# Records to process
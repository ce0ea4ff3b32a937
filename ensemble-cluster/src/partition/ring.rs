//! Consistent hash ring with virtual nodes.
//!
//! Each member is placed on the ring `vnodes_per_member` times so ownership
//! spreads evenly; adding or removing a member only moves the keys that
//! fall in its arcs, roughly 1/N of the keyspace.

use std::collections::{BTreeMap, BTreeSet};
use std::hash::Hasher;
use twox_hash::XxHash64;

/// Virtual nodes per member
pub const DEFAULT_VNODES_PER_MEMBER: usize = 160;

#[derive(Debug, Clone)]
pub struct HashRing {
    /// Ring position -> every member hashed there; the smallest name owns it
    vnodes: BTreeMap<u64, BTreeSet<String>>,
    vnodes_per_member: usize,
    members: BTreeSet<String>,
}

impl Default for HashRing {
    fn default() -> Self {
        Self::new()
    }
}

impl HashRing {
    pub fn new() -> Self {
        Self::with_vnodes(DEFAULT_VNODES_PER_MEMBER)
    }

    pub fn with_vnodes(vnodes_per_member: usize) -> Self {
        Self {
            vnodes: BTreeMap::new(),
            vnodes_per_member: vnodes_per_member.max(1),
            members: BTreeSet::new(),
        }
    }

    pub fn len(&self) -> usize {
        self.members.len()
    }

    pub fn is_empty(&self) -> bool {
        self.members.is_empty()
    }

    pub fn contains(&self, member: &str) -> bool {
        self.members.contains(member)
    }

    pub fn members(&self) -> impl Iterator<Item = &str> {
        self.members.iter().map(String::as_str)
    }

    pub fn add(&mut self, member: &str) {
        if !self.members.insert(member.to_string()) {
            return;
        }
        for position in self.positions(member) {
            self.claim(position, member);
        }
    }

    pub fn remove(&mut self, member: &str) {
        if !self.members.remove(member) {
            return;
        }
        for position in self.positions(member) {
            self.release(position, member);
        }
    }

    pub fn clear(&mut self) {
        self.members.clear();
        self.vnodes.clear();
    }

    /// Owner of the first ring position at or after the hash of `key`
    pub fn owner(&self, key: &[u8]) -> Option<&str> {
        let position = hash(key);
        self.vnodes
            .range(position..)
            .next()
            .or_else(|| self.vnodes.iter().next())
            .and_then(|(_, claimants)| claimants.first())
            .map(String::as_str)
    }

    fn positions(&self, member: &str) -> Vec<u64> {
        (0..self.vnodes_per_member)
            .map(|i| hash(format!("{}#{}", member, i).as_bytes()))
            .collect()
    }

    fn claim(&mut self, position: u64, member: &str) {
        self.vnodes
            .entry(position)
            .or_default()
            .insert(member.to_string());
    }

    fn release(&mut self, position: u64, member: &str) {
        if let Some(claimants) = self.vnodes.get_mut(&position) {
            claimants.remove(member);
            if claimants.is_empty() {
                self.vnodes.remove(&position);
            }
        }
    }
}

fn hash(bytes: &[u8]) -> u64 {
    let mut hasher = XxHash64::with_seed(0);
    hasher.write(bytes);
    hasher.finish()
}

/// Ring key for a bucket, or for a key inside a bucket
pub(crate) fn routing_key(bucket: &str, key: Option<&str>) -> Vec<u8> {
    match key {
        Some(key) => {
            let mut bytes = Vec::with_capacity(bucket.len() + key.len() + 1);
            bytes.extend_from_slice(bucket.as_bytes());
            bytes.push(0);
            bytes.extend_from_slice(key.as_bytes());
            bytes
        }
        None => bucket.as_bytes().to_vec(),
    }
}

# What is being asked
Hand back the whole listing, exactly as it is.

# Your response
repository ce0ea4ff3b32a937
filename ensemble-cluster/src/partition/ring.rs
//! Consistent hash ring with virtual nodes.
//!
//! Each member is placed on the ring `vnodes_per_member` times so ownership
//! spreads evenly; adding or removing a member only moves the keys that
//! fall in its arcs, roughly 1/N of the keyspace.

use std::collections::{BTreeMap, BTreeSet};
use std::hash::Hasher;
use twox_hash::XxHash64;

/// Virtual nodes per member
pub const DEFAULT_VNODES_PER_MEMBER: usize = 160;

#[derive(Debug, Clone)]
pub struct HashRing {
    /// Ring position -> every member hashed there; the smallest name owns it
    vnodes: BTreeMap<u64, BTreeSet<String>>,
    vnodes_per_member: usize,
    members: BTreeSet<String>,
}

impl Default for HashRing {
    fn default() -> Self {
        Self::new()
    }
}

impl HashRing {
    pub fn new() -> Self {
        Self::with_vnodes(DEFAULT_VNODES_PER_MEMBER)
    }

    pub fn with_vnodes(vnodes_per_member: usize) -> Self {
        Self {
            vnodes: BTreeMap::new(),
            vnodes_per_member: vnodes_per_member.max(1),
            members: BTreeSet::new(),
        }
    }

    pub fn len(&self) -> usize {
        self.members.len()
    }

    pub fn is_empty(&self) -> bool {
        self.members.is_empty()
    }

    pub fn contains(&self, member: &str) -> bool {
        self.members.contains(member)
    }

    pub fn members(&self) -> impl Iterator<Item = &str> {
        self.members.iter().map(String::as_str)
    }

    pub fn add(&mut self, member: &str) {
        if !self.members.insert(member.to_string()) {
            return;
        }
        for position in self.positions(member) {
            self.claim(position, member);
        }
    }

    pub fn remove(&mut self, member: &str) {
        if !self.members.remove(member) {
            return;
        }
        for position in self.positions(member) {
            self.release(position, member);
        }
    }

    pub fn clear(&mut self) {
        self.members.clear();
        self.vnodes.clear();
    }

    /// Owner of the first ring position at or after the hash of `key`
    pub fn owner(&self, key: &[u8]) -> Option<&str> {
        let position = hash(key);
        self.vnodes
            .range(position..)
            .next()
            .or_else(|| self.vnodes.iter().next())
            .and_then(|(_, claimants)| claimants.first())
            .map(String::as_str)
    }

    fn positions(&self, member: &str) -> Vec<u64> {
        (0..self.vnodes_per_member)
            .map(|i| hash(format!("{}#{}", member, i).as_bytes()))
            .collect()
    }

    fn claim(&mut self, position: u64, member: &str) {
        self.vnodes
            .entry(position)
            .or_default()
            .insert(member.to_string());
    }

    fn release(&mut self, position: u64, member: &str) {
        if let Some(claimants) = self.vnodes.get_mut(&position) {
            claimants.remove(member);
            if claimants.is_empty() {
                self.vnodes.remove(&position);
            }
        }
    }
}

fn hash(bytes: &[u8]) -> u64 {
    let mut hasher = XxHash64::with_seed(0);
    hasher.write(bytes);
    hasher.finish()
}

/// Ring key for a bucket, or for a key inside a bucket
pub(crate) fn routing_key(bucket: &str, key: Option<&str>) -> Vec<u8> {
    match key {
        Some(key) => {
            let mut bytes = Vec::with_capacity(bucket.len() + key.len() + 1);
            bytes.extend_from_slice(bucket.as_bytes());
            bytes.push(0);
            bytes.extend_from_slice(key.as_bytes());
            bytes
        }
        None => bucket.as_bytes().to_vec(),
    }
}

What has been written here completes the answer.